Congresswoman Ilhan Omar was born in Somalia and came to the US in the 1990s. Photograph: Jim Bourg/Reuters

“Why don’t they go back and help fix the totally broken and crime[-]infested places from which they came. Then come back and show us how it is done. These places need your help badly, you can’t leave fast enough. I’m sure that Nancy Pelosi would be very happy to quickly work out free travel arrangements!”

Pelosi responded by saying Trump had shown that his plan to “Make America Great Again” had “always been about making America white again”.

The California senator Kamala Harris said Trump’s comments were “absolutely racist and un-American”.

The presidential trolling may have been meant as a distraction from immigration raids that were due in major cities on Sunday.

It is far from the first time Trump has been accused of holding racist views. He launched his political career with false claims that Barack Obama was not born in the US and his presidential campaign with the claim many Mexicans were “rapists”. Last year during a White House meeting he wondered why the US was admitting migrants from “shithole countries” like Haiti, El Salvador and several African nations.

On CNN’s State of the Union on Sunday, Ken Cuccinelli, the acting director of US Citizenship and Immigration Services, was asked whether Trump’s tweets “feed into this impression that the president is racist and is pushing a racist agenda”. Cuccinelli said the tweets were examples of “rhetoric for the presidential race”.

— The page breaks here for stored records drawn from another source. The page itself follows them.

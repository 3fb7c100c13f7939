//! # tesser-grid
//!
//! N-dimensional traversal engine for the Tesser compression framework.
//!
//! This crate provides [`Range`], a pure-geometry view describing how to walk
//! a sub-region of a row-major N-D array, and [`Cursor`], a bidirectional
//! odometer over that view. A range owns no data: element access goes through
//! slices supplied by the caller, so the driver keeps exclusive ownership of
//! its buffers while any number of cursors borrow the geometry.
//!
//! The same machinery serves both traversal levels of a tiled compressor:
//! an access stride of `B` walks the block grid, an access stride of 1 walks
//! the elements inside one block.
//!
//! **Zero external dependencies** (besides `thiserror` for error types).

pub mod cursor;
pub mod range;

pub use cursor::Cursor;
pub use range::{GridError, Range};

/// Default block edge length for a given dimensionality: 128 for 1-D,
/// 16 for 2-D, 6 for 3-D and above.
pub fn default_block_size(num_dims: usize) -> usize {
    match num_dims {
        1 => 128,
        2 => 16,
        _ => 6,
    }
}
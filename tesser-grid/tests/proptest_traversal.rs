use proptest::prelude::*;
use tesser_grid::Range;

// Property 1: a full-array walk at stride 1 visits every offset exactly once,
// in row-major order.
proptest! {
    #[test]
    fn prop_dense_walk_visits_all(
        d0 in 1usize..12,
        d1 in 1usize..12,
        d2 in 1usize..12
    ) {
        let range = Range::new([d0, d1, d2], 1, 0).unwrap();
        let mut cursor = range.begin();
        let mut expected = 0usize;
        while !cursor.is_done() {
            prop_assert_eq!(cursor.offset(), expected);
            expected += 1;
            cursor.advance();
        }
        prop_assert_eq!(expected, d0 * d1 * d2);
    }
}

// Property 2: the block grid has ceil(d_i / B) positions per axis.
proptest! {
    #[test]
    fn prop_block_grid_count(
        d0 in 1usize..40,
        d1 in 1usize..40,
        block in 1usize..9
    ) {
        let range = Range::new([d0, d1], block, 0).unwrap();
        let blocks = |d: usize| d.div_ceil(block);
        prop_assert_eq!(range.dimensions(), [blocks(d0), blocks(d1)]);

        let mut cursor = range.begin();
        let mut count = 0usize;
        while !cursor.is_done() {
            count += 1;
            cursor.advance();
        }
        prop_assert_eq!(count, blocks(d0) * blocks(d1));
    }
}

// Property 3: advancing through an entire (possibly reshaped, re-seated)
// range and retreating the same number of steps returns to the start.
proptest! {
    #[test]
    fn prop_advance_retreat_roundtrip(
        d0 in 2usize..10,
        d1 in 2usize..10,
        sub0 in 1usize..10,
        sub1 in 1usize..10,
        row in 0usize..4,
        col in 0usize..4
    ) {
        let sub0 = sub0.min(d0 - 1);
        let sub1 = sub1.min(d1 - 1);
        let start = (row % d0) * d1 + (col % d1);

        let mut range = Range::new([d0, d1], 1, 0).unwrap();
        range.set_dimensions([sub0, sub1]);
        range.set_offsets(start);

        let total = range.num_positions();
        let mut cursor = range.begin();
        for _ in 0..total {
            cursor.advance();
        }
        prop_assert!(cursor.is_done());
        prop_assert_eq!(cursor.offset(), range.end_offset());
        for _ in 0..total {
            cursor.retreat();
        }
        prop_assert_eq!(cursor.offset(), start);
        prop_assert_eq!(cursor.index(), [0, 0]);
    }
}

// Property 4: tiling a 2-D array with BxB blocks (boundary blocks truncated)
// visits every element exactly once.
proptest! {
    #[test]
    fn prop_block_tiling_partitions_array(
        d0 in 1usize..20,
        d1 in 1usize..20,
        block in 1usize..7
    ) {
        let dims = [d0, d1];
        let inter = Range::new(dims, block, 0).unwrap();
        let mut intra = Range::new(dims, 1, 0).unwrap();

        let mut visits = vec![0u32; d0 * d1];
        let mut block_cursor = inter.begin();
        while !block_cursor.is_done() {
            let mut extents = [0usize; 2];
            for axis in 0..2 {
                let idx = block_cursor.index_at(axis);
                extents[axis] = if idx == inter.dimension(axis) - 1 {
                    dims[axis] - idx * block
                } else {
                    block
                };
            }
            intra.set_dimensions(extents);
            intra.set_offsets(block_cursor.offset());

            let mut elem = intra.begin();
            while !elem.is_done() {
                visits[elem.offset()] += 1;
                elem.advance();
            }
            block_cursor.advance();
        }

        prop_assert!(visits.iter().all(|&v| v == 1));
    }
}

All the congresswomen have emerged as key voices in a Democratic party split over how to beat Trump at the polls. Omar was born in Somalia and came to the US at 12 after a spell in a refugee camp. Elected to Congress in November as one of its first two Muslim women, she has emerged as a hate figure for Fox News hosts and Trump’s hard-right support. Tlaib, the other Muslim woman in Congress, was born in Detroit. Pressley was born in Cincinnati. Ocasio-Cortez was born in New York.

Trump has regularly attacked Omar and ridiculed Ocasio-Cortez, although a new book does contain expressions seemingly signalling respect for the New Yorker.

The Texas congressman Lloyd Doggett said on Twitter Trump’s attack was “racism pure and simple” but perhaps unwittingly echoed attacks on Pelosi when he said the president “fears the power of these strong, effective, American women of color”.

Sanders told NBC’s Meet the Press Pelosi was being “a little bit” too tough on the congresswomen and said: “You cannot ignore the young people of this country, who are passionate about economic and racial and social and environmental justice.”

On Sunday Tlaib was the first of the targeted women to respond to Trump. “Want a response to a lawless [and] complete failure of a president?” she wrote. “He is the crisis. His dangerous ideology is the crisis. He needs to be impeached.”

Omar, Pressley and Ocasio-Cortez followed, the last with a lengthy rebuke. “You are angry because you don’t believe in an America where I represent New York 14, where the good people of Minnesota elected [Omar], where [Tlaib] fights for Michigan families, where [Pressley] champions little girls in Boston,” she wrote. “You are angry because you can’t conceive of an America that includes us. You rely on a frightened America for your plunder.”